In 2014, with no ventilators having been delivered to the government, Covidien executives told officials at the biomedical research agency that they wanted to get out of the contract, according to three former federal officials. The executives complained that it was not sufficiently profitable for the company.
The government agreed to cancel the contract.
Newport™ HT70 Plus Ventilator sold by Medtronic
Um, WHAT? I understand what they are intimating about Covidien — the firm either saw this deal cannibalizing their existing line of ventilators, or it was just a low-profit-orphan not-invented-here they wanted to jettison. What I don’t understand is how Covidien persuaded the government to just let them out of the deal because they didn’t feel like honoring it any more. Contracts, even government contracts, are not really supposed to work like that. So we’d sort of like to know WHY, having spent a considerable sum, having a working prototype, having the FDA approval more or less in hand, the government agreed to let everything go and return to square zero. And, for that matter, I for one would especially like to know WHO in the government signed off on this — there’s a person or group in there somewhere who did this.
But all we get as explanation is this: “The world was focused at the time on the Ebola outbreak in West Africa.” The government was distracted?

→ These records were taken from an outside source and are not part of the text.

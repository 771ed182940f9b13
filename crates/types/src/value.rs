//! Value model shared by fields, monitors and form records.
//!
//! `ValueType` is the declared type of a metadata node (what the model
//! stores), while `FieldValue` is the dynamic value exchanged between a
//! field and its monitor.

use std::fmt;

use chrono::{NaiveDate, NaiveDateTime};
use serde::{Deserialize, Serialize};
use url::Url;

/// Declared type of a metadata node.
#[derive(Debug, Clone, PartialEq, Eq, Hash, Serialize, Deserialize)]
#[serde(rename_all = "snake_case")]
pub enum ValueType {
    String,
    Char,
    Uri,
    Boolean,
    Byte,
    Short,
    Int,
    Long,
    BigInteger,
    Float,
    Double,
    BigDecimal,
    Date,
    Timestamp,
    /// Enumeration with its constants in declaration order.
    Enum(Vec<String>),
}

impl ValueType {
    /// Returns `true` when `self` matches `accepted`, ignoring enum constants.
    ///
    /// Field kinds declare `Enum(vec![])` to accept any enumeration.
    pub fn is_compatible_with(&self, accepted: &ValueType) -> bool {
        match (self, accepted) {
            (ValueType::Enum(_), ValueType::Enum(_)) => true,
            (left, right) => left == right,
        }
    }

    pub fn is_integral(&self) -> bool {
        matches!(
            self,
            ValueType::Byte | ValueType::Short | ValueType::Int | ValueType::Long | ValueType::BigInteger
        )
    }

    pub fn is_fractional(&self) -> bool {
        matches!(self, ValueType::Float | ValueType::Double | ValueType::BigDecimal)
    }

    /// Inclusive range representable by an integral type.
    pub fn integral_range(&self) -> Option<(i64, i64)> {
        match self {
            ValueType::Byte => Some((i8::MIN as i64, i8::MAX as i64)),
            ValueType::Short => Some((i16::MIN as i64, i16::MAX as i64)),
            ValueType::Int => Some((i32::MIN as i64, i32::MAX as i64)),
            ValueType::Long | ValueType::BigInteger => Some((i64::MIN, i64::MAX)),
            _ => None,
        }
    }

    /// Canonical lower-case name used in diagnostics.
    pub fn name(&self) -> &'static str {
        match self {
            ValueType::String => "string",
            ValueType::Char => "char",
            ValueType::Uri => "uri",
            ValueType::Boolean => "boolean",
            ValueType::Byte => "byte",
            ValueType::Short => "short",
            ValueType::Int => "int",
            ValueType::Long => "long",
            ValueType::BigInteger => "big_integer",
            ValueType::Float => "float",
            ValueType::Double => "double",
            ValueType::BigDecimal => "big_decimal",
            ValueType::Date => "date",
            ValueType::Timestamp => "timestamp",
            ValueType::Enum(_) => "enum",
        }
    }
}

impl fmt::Display for ValueType {
    fn fmt(&self, f: &mut fmt::Formatter<'_>) -> fmt::Result {
        f.write_str(self.name())
    }
}

/// Dynamic value exchanged on the monitor boundary.
#[derive(Debug, Clone, PartialEq, Serialize, Deserialize)]
#[serde(tag = "kind", content = "value", rename_all = "snake_case")]
pub enum FieldValue {
    Text(String),
    Boolean(bool),
    Integer(i64),
    Numeric(f64),
    Date(NaiveDate),
    Timestamp(NaiveDateTime),
    /// Name of an enumeration constant.
    Enum(String),
    Uri(Url),
}

impl FieldValue {
    /// Short name of the variant, used in type mismatch diagnostics.
    pub fn kind_name(&self) -> &'static str {
        match self {
            FieldValue::Text(_) => "text",
            FieldValue::Boolean(_) => "boolean",
            FieldValue::Integer(_) => "integer",
            FieldValue::Numeric(_) => "numeric",
            FieldValue::Date(_) => "date",
            FieldValue::Timestamp(_) => "timestamp",
            FieldValue::Enum(_) => "enum",
            FieldValue::Uri(_) => "uri",
        }
    }

    /// Sign of a numeric value: -1, 0 or 1. Non-numeric values are 0.
    pub fn signum(&self) -> i32 {
        match self {
            FieldValue::Integer(value) => value.signum() as i32,
            FieldValue::Numeric(value) if *value > 0.0 => 1,
            FieldValue::Numeric(value) if *value < 0.0 => -1,
            _ => 0,
        }
    }

    /// Returns `true` for text-like values whose trimmed content is empty.
    pub fn is_blank(&self) -> bool {
        match self {
            FieldValue::Text(text) | FieldValue::Enum(text) => text.trim().is_empty(),
            _ => false,
        }
    }

    pub fn as_text(&self) -> Option<&str> {
        match self {
            FieldValue::Text(text) => Some(text),
            _ => None,
        }
    }
}

impl fmt::Display for FieldValue {
    fn fmt(&self, f: &mut fmt::Formatter<'_>) -> fmt::Result {
        match self {
            FieldValue::Text(text) | FieldValue::Enum(text) => f.write_str(text),
            FieldValue::Boolean(value) => write!(f, "{}", value),
            FieldValue::Integer(value) => write!(f, "{}", value),
            FieldValue::Numeric(value) => write!(f, "{}", value),
            FieldValue::Date(value) => write!(f, "{}", value.format("%Y-%m-%d")),
            FieldValue::Timestamp(value) => write!(f, "{}", value.format("%Y-%m-%d %H:%M:%S")),
            FieldValue::Uri(value) => f.write_str(value.as_str()),
        }
    }
}

impl From<&str> for FieldValue {
    fn from(value: &str) -> Self {
        FieldValue::Text(value.to_string())
    }
}

impl From<String> for FieldValue {
    fn from(value: String) -> Self {
        FieldValue::Text(value)
    }
}

impl From<bool> for FieldValue {
    fn from(value: bool) -> Self {
        FieldValue::Boolean(value)
    }
}

impl From<i64> for FieldValue {
    fn from(value: i64) -> Self {
        FieldValue::Integer(value)
    }
}

impl From<f64> for FieldValue {
    fn from(value: f64) -> Self {
        FieldValue::Numeric(value)
    }
}

impl From<NaiveDate> for FieldValue {
    fn from(value: NaiveDate) -> Self {
        FieldValue::Date(value)
    }
}

impl From<Url> for FieldValue {
    fn from(value: Url) -> Self {
        FieldValue::Uri(value)
    }
}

No one was looking? What does this mean?
Is it too much to hope for a followup story?
Meanwhile, Covidien, which bought Newport, was in turn bought by Medtronic. Medctronic’s web page advertises a Newport™ HT70 Plus Ventilator” which it touts as “Quick to set up, easy to use and durable to withstand rough treatment.” I have no idea how this relates to Project Aura, but I’d sort of like to know that too…

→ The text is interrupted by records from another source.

use std::fs::{self, OpenOptions};
use std::path::{Path, PathBuf};
use std::rc::Rc;
use std::sync::Arc;

use anyhow::{Context, Result, bail};
use clap::{Arg, ArgAction, ArgMatches, Command};
use metaform_binding::record::from_json;
use metaform_binding::{
    AcceptingManager, CatalogLocalizer, Form, JsonRecord, Localizer, MemoryWidget, Monitor, StatusMessage,
    json_form_monitor, load_description,
};
use metaform_tui::{FormView, TerminalWidget, run_form};
use metaform_types::{FieldFormat, FieldMetadata, PrintMode, ValueType};
use metaform_util::{FormSettings, metaform_config_dir};
use serde_json::{Value, json};
use tracing::{debug, info, warn};
use tracing_subscriber::EnvFilter;

const LOG_FILE_NAME: &str = "metaform.log";

fn main() -> Result<()> {
    let matches = cli().get_matches();
    let (settings, settings_error) = match FormSettings::new() {
        Ok(settings) => (settings, None),
        Err(error) => (FormSettings::ephemeral(), Some(error)),
    };

    // The terminal view owns the screen, so its logs go to a file.
    let log_file = matches
        .subcommand_name()
        .filter(|name| *name == "edit")
        .map(|_| metaform_config_dir().join(LOG_FILE_NAME));
    init_tracing(&settings.snapshot().log_filter, log_file.as_deref())?;
    if let Some(error) = settings_error {
        warn!(%error, "settings unavailable; using defaults");
    }

    match matches.subcommand() {
        Some(("format", sub)) => run_format(sub),
        Some(("check", sub)) => run_check(sub, &settings),
        Some(("edit", sub)) => run_edit(sub, &settings),
        _ => {
            cli().print_help()?;
            Ok(())
        }
    }
}

fn init_tracing(default_filter: &str, log_file: Option<&Path>) -> Result<()> {
    let filter = EnvFilter::try_from_default_env().unwrap_or_else(|_| EnvFilter::new(default_filter));
    match log_file {
        Some(path) => {
            if let Some(parent) = path.parent() {
                fs::create_dir_all(parent).with_context(|| format!("creating {}", parent.display()))?;
            }
            let file = OpenOptions::new()
                .create(true)
                .append(true)
                .open(path)
                .with_context(|| format!("opening log file {}", path.display()))?;
            let _ = tracing_subscriber::fmt()
                .with_env_filter(filter)
                .with_writer(Arc::new(file))
                .with_ansi(false)
                .try_init();
        }
        None => {
            let _ = tracing_subscriber::fmt()
                .with_env_filter(filter)
                .with_writer(std::io::stderr)
                .try_init();
        }
    }
    Ok(())
}

fn cli() -> Command {
    let form = Arg::new("form")
        .long("form")
        .short('f')
        .required(true)
        .value_parser(clap::value_parser!(PathBuf))
        .help("Form description (JSON, or YAML by extension)");
    let values = Arg::new("values")
        .long("values")
        .short('v')
        .value_parser(clap::value_parser!(PathBuf))
        .help("JSON object holding the record");
    let catalog = Arg::new("catalog")
        .long("catalog")
        .short('c')
        .value_parser(clap::value_parser!(PathBuf))
        .help("String catalog with labels, tooltips and messages");
    let locale = Arg::new("locale")
        .long("locale")
        .short('l')
        .action(ArgAction::Set)
        .help("Locale to use instead of the configured one");

    Command::new("metaform")
        .about("Metadata-driven form fields from the command line")
        .subcommand(
            Command::new("format")
                .about("Parse a field format and show its canonical form")
                .arg(Arg::new("format").required(true).help("Format string, e.g. 10.2m>"))
                .arg(
                    Arg::new("type")
                        .long("type")
                        .short('t')
                        .default_value("string")
                        .help("Declared value type (string, int, double, date, enum, ...)"),
                )
                .arg(
                    Arg::new("constants")
                        .long("constants")
                        .value_delimiter(',')
                        .action(ArgAction::Append)
                        .help("Enumeration constants for --type enum"),
                )
                .arg(Arg::new("value").long("value").help("Value to print with the format"))
                .arg(
                    Arg::new("creole")
                        .long("creole")
                        .action(ArgAction::SetTrue)
                        .help("Print the value as a Creole no-wiki block"),
                ),
        )
        .subcommand(
            Command::new("check")
                .about("Validate a record against a form description")
                .arg(form.clone())
                .arg(values.clone())
                .arg(catalog.clone())
                .arg(locale.clone()),
        )
        .subcommand(
            Command::new("edit")
                .about("Edit a record in the terminal")
                .arg(form)
                .arg(values)
                .arg(catalog)
                .arg(locale)
                .arg(
                    Arg::new("output")
                        .long("output")
                        .short('o')
                        .value_parser(clap::value_parser!(PathBuf))
                        .help("Where to write the edited record (stdout by default)"),
                ),
        )
}

fn run_format(matches: &ArgMatches) -> Result<()> {
    let source = matches.get_one::<String>("format").context("missing format")?;
    let type_name = matches.get_one::<String>("type").context("missing type")?;
    let constants: Vec<String> = matches
        .get_many::<String>("constants")
        .map(|values| values.cloned().collect())
        .unwrap_or_default();
    let value_type = parse_value_type(type_name, constants)?;
    let format = FieldFormat::parse(&value_type, source).with_context(|| format!("invalid format '{}'", source))?;

    let mut summary = format_summary(&format);
    if let Some(raw) = matches.get_one::<String>("value") {
        let mode = if matches.get_flag("creole") {
            PrintMode::CreoleText
        } else {
            PrintMode::SingleText
        };
        summary["printed"] = match parse_cli_value(&value_type, raw)? {
            Some(value) => Value::String(format.print(&value, mode)),
            None => Value::Null,
        };
    }
    println!("{}", serde_json::to_string_pretty(&summary)?);
    Ok(())
}

fn parse_value_type(name: &str, constants: Vec<String>) -> Result<ValueType> {
    if name.eq_ignore_ascii_case("enum") {
        if constants.is_empty() {
            bail!("--type enum needs --constants");
        }
        return Ok(ValueType::Enum(constants));
    }
    serde_json::from_value(Value::String(name.to_ascii_lowercase()))
        .with_context(|| format!("unknown value type '{}'", name))
}

/// Command line values are JSON when they parse as JSON, plain strings otherwise.
fn parse_cli_value(value_type: &ValueType, raw: &str) -> Result<Option<metaform_types::FieldValue>> {
    let json = serde_json::from_str::<Value>(raw).unwrap_or_else(|_| Value::String(raw.to_string()));
    Ok(from_json(value_type, &json)?)
}

fn format_summary(format: &FieldFormat) -> Value {
    json!({
        "canonical": format.to_format_string(),
        "content_type": format.content_type(),
        "alignment": format.alignment(),
        "length": format.length(),
        "height": format.height(),
        "precision": format.precision(),
        "mask": format.mask(),
        "mandatory": format.is_mandatory(),
        "read_only": format.is_read_only(false),
        "read_only_on_existent": format.is_read_only(true),
        "output": format.is_output(),
        "supports_nulls": format.supports_nulls(),
        "select_on_focus": format.select_on_focus(),
        "in_list": format.is_used_in_list(),
        "anchored": format.is_anchored(),
        "local_editor": format.has_local_editor(),
    })
}

fn load_record(path: Option<&PathBuf>) -> Result<JsonRecord> {
    let Some(path) = path else {
        return Ok(JsonRecord::new());
    };
    let data = fs::read_to_string(path).with_context(|| format!("reading {}", path.display()))?;
    match serde_json::from_str(&data).with_context(|| format!("parsing {}", path.display()))? {
        Value::Object(record) => Ok(record),
        other => bail!("{} must hold a JSON object, found {}", path.display(), other),
    }
}

fn load_catalog(path: Option<&PathBuf>, locale: &str) -> Result<Rc<CatalogLocalizer>> {
    let catalog = match path {
        Some(path) => CatalogLocalizer::from_path(path).with_context(|| format!("loading catalog {}", path.display()))?,
        None => CatalogLocalizer::new(),
    };
    if catalog.current_locale() != locale
        && let Err(error) = catalog.set_locale(locale)
    {
        warn!(locale, %error, "keeping catalog locale");
    }
    debug!(locale = %catalog.current_locale(), "catalog ready");
    Ok(Rc::new(catalog))
}

fn requested_locale(matches: &ArgMatches, settings: &FormSettings) -> String {
    matches
        .get_one::<String>("locale")
        .cloned()
        .unwrap_or_else(|| settings.locale())
}

/// Outcome of checking one field.
#[derive(Debug, Clone, PartialEq)]
struct FieldReport {
    name: String,
    label: String,
    problem: Option<String>,
}

/// Load `record` into a headless form and run final validation on every field.
fn check_record(fields: &[FieldMetadata], record: JsonRecord, localizer: Rc<dyn Localizer>) -> Result<Vec<FieldReport>> {
    let conversion: Vec<Option<String>> = fields
        .iter()
        .map(|metadata| {
            record
                .get(metadata.name())
                .and_then(|value| from_json(metadata.value_type(), value).err())
                .map(|error| error.to_string())
        })
        .collect();

    let monitor = Rc::new(
        json_form_monitor(record, fields, AcceptingManager, localizer.clone()).with_tooltips_on_focus(false),
    );
    let shared: Rc<dyn Monitor> = monitor.clone();
    let mut form = Form::from_description(fields.iter().cloned(), shared, localizer, |_| MemoryWidget::new())?;
    form.show();

    let mut reports = Vec::with_capacity(fields.len());
    for (metadata, conversion) in fields.iter().zip(conversion) {
        let control = form
            .control_mut(metadata.name())
            .with_context(|| format!("field '{}' missing from the form", metadata.name()))?;
        let problem = match conversion {
            Some(problem) => Some(problem),
            None if control.on_final_validation() => None,
            None => Some(match monitor.status() {
                Some(StatusMessage::Error(message)) => message,
                _ => "rejected".to_string(),
            }),
        };
        reports.push(FieldReport {
            name: metadata.name().to_string(),
            label: control.label().to_string(),
            problem,
        });
    }
    Ok(reports)
}

fn run_check(matches: &ArgMatches, settings: &FormSettings) -> Result<()> {
    let form_path = matches.get_one::<PathBuf>("form").context("missing --form")?;
    let fields = load_description(form_path).with_context(|| format!("loading {}", form_path.display()))?;
    let record = load_record(matches.get_one::<PathBuf>("values"))?;
    let catalog = load_catalog(matches.get_one::<PathBuf>("catalog"), &requested_locale(matches, settings))?;

    let reports = check_record(&fields, record, catalog)?;
    for report in &reports {
        match &report.problem {
            None => println!("ok     {} ({})", report.label, report.name),
            Some(problem) => println!("FAILED {} ({}): {}", report.label, report.name, problem),
        }
    }
    let failed = reports.iter().filter(|report| report.problem.is_some()).count();
    info!(fields = reports.len(), failed, "record checked");
    if failed > 0 {
        bail!("{} of {} fields failed validation", failed, reports.len());
    }
    Ok(())
}

fn run_edit(matches: &ArgMatches, settings: &FormSettings) -> Result<()> {
    let form_path = matches.get_one::<PathBuf>("form").context("missing --form")?;
    let fields = load_description(form_path).with_context(|| format!("loading {}", form_path.display()))?;
    let record = load_record(matches.get_one::<PathBuf>("values"))?;
    let catalog = load_catalog(matches.get_one::<PathBuf>("catalog"), &requested_locale(matches, settings))?;
    let localizer: Rc<dyn Localizer> = catalog.clone();

    let monitor = Rc::new(
        json_form_monitor(record, &fields, AcceptingManager, localizer.clone())
            .with_tooltips_on_focus(settings.snapshot().tooltips_on_focus),
    );
    let shared: Rc<dyn Monitor> = monitor.clone();
    let form = Form::from_description(fields, shared, localizer, |_| TerminalWidget::new())?;
    let title = form_path
        .file_stem()
        .map(|stem| stem.to_string_lossy().into_owned())
        .unwrap_or_else(|| "form".to_string());
    let mut view = FormView::new(title, form, monitor.clone()).with_catalog(catalog.clone());
    run_form(&mut view)?;

    let locale = catalog.current_locale();
    if locale != settings.locale() {
        settings.set_locale(locale).context("saving locale")?;
    }

    let output = serde_json::to_string_pretty(&*monitor.record())?;
    match matches.get_one::<PathBuf>("output") {
        Some(path) => fs::write(path, output).with_context(|| format!("writing {}", path.display()))?,
        None => println!("{}", output),
    }
    Ok(())
}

Earlier I made a modest suggestion for what cities across America and the world might do, to maintain some employment and solve real problems, while our streets are mostly empty. The “Pothole Gambit” proposed that we send out scores of 2-person teams to fill potholes, repair empty schools, etc. Risk to the crews would be minimal, if they take basic precautions, and paychecks would flow. This could be done even before testing is widely available.
This kind of selective-contingent thinking leads further to an almost sci fi extension. Once the U.S. has rapid, effective and plentiful COVID-19 tests (as we should and could have had, two months ago) then why not let companies re-open some factories etc., putting back to work employees who have already gone through their exposure to the virus and the following latency period, whether symptomatic or not?

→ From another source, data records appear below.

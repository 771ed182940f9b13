//! Persistent form settings.
//!
//! A tiny JSON-backed store for user level configuration: preferred locale,
//! tooltip behavior and the log filter used by the CLI. The file lives in
//! the standard configuration directory (`~/.config/metaform/settings.json`
//! on most platforms) unless `METAFORM_SETTINGS_PATH` points elsewhere.

use std::env;
use std::fs;
use std::path::{Path, PathBuf};
use std::sync::Mutex;

use serde::{Deserialize, Serialize};
use thiserror::Error;
use tracing::warn;

use crate::{expand_tilde, metaform_config_dir};

/// Environment variable allowing callers to override the settings file path.
pub const SETTINGS_PATH_ENV: &str = "METAFORM_SETTINGS_PATH";

/// Default filename for the JSON payload.
pub const SETTINGS_FILE_NAME: &str = "settings.json";

/// Error surfaced when reading or writing settings fails.
#[derive(Debug, Error)]
pub enum SettingsError {
    #[error("settings I/O error: {0}")]
    Io(#[from] std::io::Error),
    #[error("settings serialization error: {0}")]
    Serialization(#[from] serde_json::Error),
}

/// Persisted setting values.
#[derive(Debug, Clone, PartialEq, Eq, Serialize, Deserialize)]
#[serde(default)]
pub struct SettingsPayload {
    /// Locale used to resolve labels, tooltips and validation messages.
    pub locale: String,
    /// Whether the tooltip of the focused field is shown in the status line.
    pub tooltips_on_focus: bool,
    /// `tracing` filter directive used when `RUST_LOG` is not set.
    pub log_filter: String,
}

impl Default for SettingsPayload {
    fn default() -> Self {
        Self {
            locale: "en".to_string(),
            tooltips_on_focus: true,
            log_filter: "info".to_string(),
        }
    }
}

/// Settings store backed by a JSON file.
#[derive(Debug, Default)]
pub struct FormSettings {
    path: PathBuf,
    payload: Mutex<SettingsPayload>,
    persist_to_disk: bool,
}

impl FormSettings {
    /// Load settings from the default location.
    pub fn new() -> Result<Self, SettingsError> {
        Self::at(default_settings_path())
    }

    /// Load settings from an explicit path. A missing file yields defaults.
    pub fn at(path: PathBuf) -> Result<Self, SettingsError> {
        let payload = load_payload(&path)?;
        Ok(Self {
            path,
            payload: Mutex::new(payload),
            persist_to_disk: true,
        })
    }

    /// In-memory store used when the config directory cannot be accessed.
    pub fn ephemeral() -> Self {
        Self {
            path: PathBuf::new(),
            payload: Mutex::new(SettingsPayload::default()),
            persist_to_disk: false,
        }
    }

    pub fn path(&self) -> &Path {
        &self.path
    }

    /// Snapshot of the current values.
    pub fn snapshot(&self) -> SettingsPayload {
        self.payload.lock().expect("settings lock poisoned").clone()
    }

    pub fn locale(&self) -> String {
        self.payload.lock().expect("settings lock poisoned").locale.clone()
    }

    pub fn set_locale(&self, locale: impl Into<String>) -> Result<(), SettingsError> {
        self.update(|payload| payload.locale = locale.into())
    }

    pub fn set_tooltips_on_focus(&self, enabled: bool) -> Result<(), SettingsError> {
        self.update(|payload| payload.tooltips_on_focus = enabled)
    }

    fn update(&self, apply: impl FnOnce(&mut SettingsPayload)) -> Result<(), SettingsError> {
        let mut payload = self.payload.lock().expect("settings lock poisoned");
        apply(&mut payload);
        if self.persist_to_disk {
            self.save_locked(&payload)?;
        }
        Ok(())
    }

    fn save_locked(&self, payload: &SettingsPayload) -> Result<(), SettingsError> {
        if let Some(parent) = self.path.parent() {
            fs::create_dir_all(parent)?;
        }
        let data = serde_json::to_string_pretty(payload)?;
        fs::write(&self.path, data)?;
        Ok(())
    }
}

/// Settings path honoring the `METAFORM_SETTINGS_PATH` override.
pub fn default_settings_path() -> PathBuf {
    if let Ok(path) = env::var(SETTINGS_PATH_ENV)
        && !path.trim().is_empty()
    {
        return expand_tilde(&path);
    }
    metaform_config_dir().join(SETTINGS_FILE_NAME)
}

fn load_payload(path: &Path) -> Result<SettingsPayload, SettingsError> {
    match fs::read_to_string(path) {
        Ok(data) => match serde_json::from_str(&data) {
            Ok(payload) => Ok(payload),
            Err(error) => {
                warn!(
                    path = %path.display(),
                    error = %error,
                    "Failed to parse settings file; using defaults"
                );
                Ok(SettingsPayload::default())
            }
        },
        Err(error) if error.kind() == std::io::ErrorKind::NotFound => Ok(SettingsPayload::default()),
        Err(error) => Err(SettingsError::Io(error)),
    }
}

Picture a scenario. Elon Musk rents the Pebble Beach Golf Club in order to test and ease-in staff for his Tesla factory… If that works, expand the experiment. Eventually, some restaurants might even bring in Covid-positive staff to serve an only-Covid-positive clientele.
Sure, one should always look ahead to secondary consequences; would healthy folks in their 20s then deliberately hold COVID Parties, in order to get it over with? I don’t recommend this, as it’s dangerous for the rest of us… and for an unknown few of those youths(!)… that is unless resort hotels rented themselves out to let this happen while young “invulnerables” stay away from their older relatives? (Envision those 1980s “herpes dating clubs.”)
The same sort of thing could happen for Covid-negatives (though only with much better quick-testing.) Companies might wind up having pairs of offices or twin plants engaged in friendly rivalry, like those in that commercial, that produce the left vs. right halves of Twix bars.
Or else trade-off and pick-a-side? Envision Disneyland open for positives and Universal for negatives?
Extrapole some more! “Sectors” of cities divide-up just like in some sci fi flick! (“You’re from ZONE TWO? Get away from me!”) Heck let’s go beyond the obvious Romeo & Juliet riff. Maybe we’ll speciate… !
…no no, forget that last part. Sorry. Professional habit.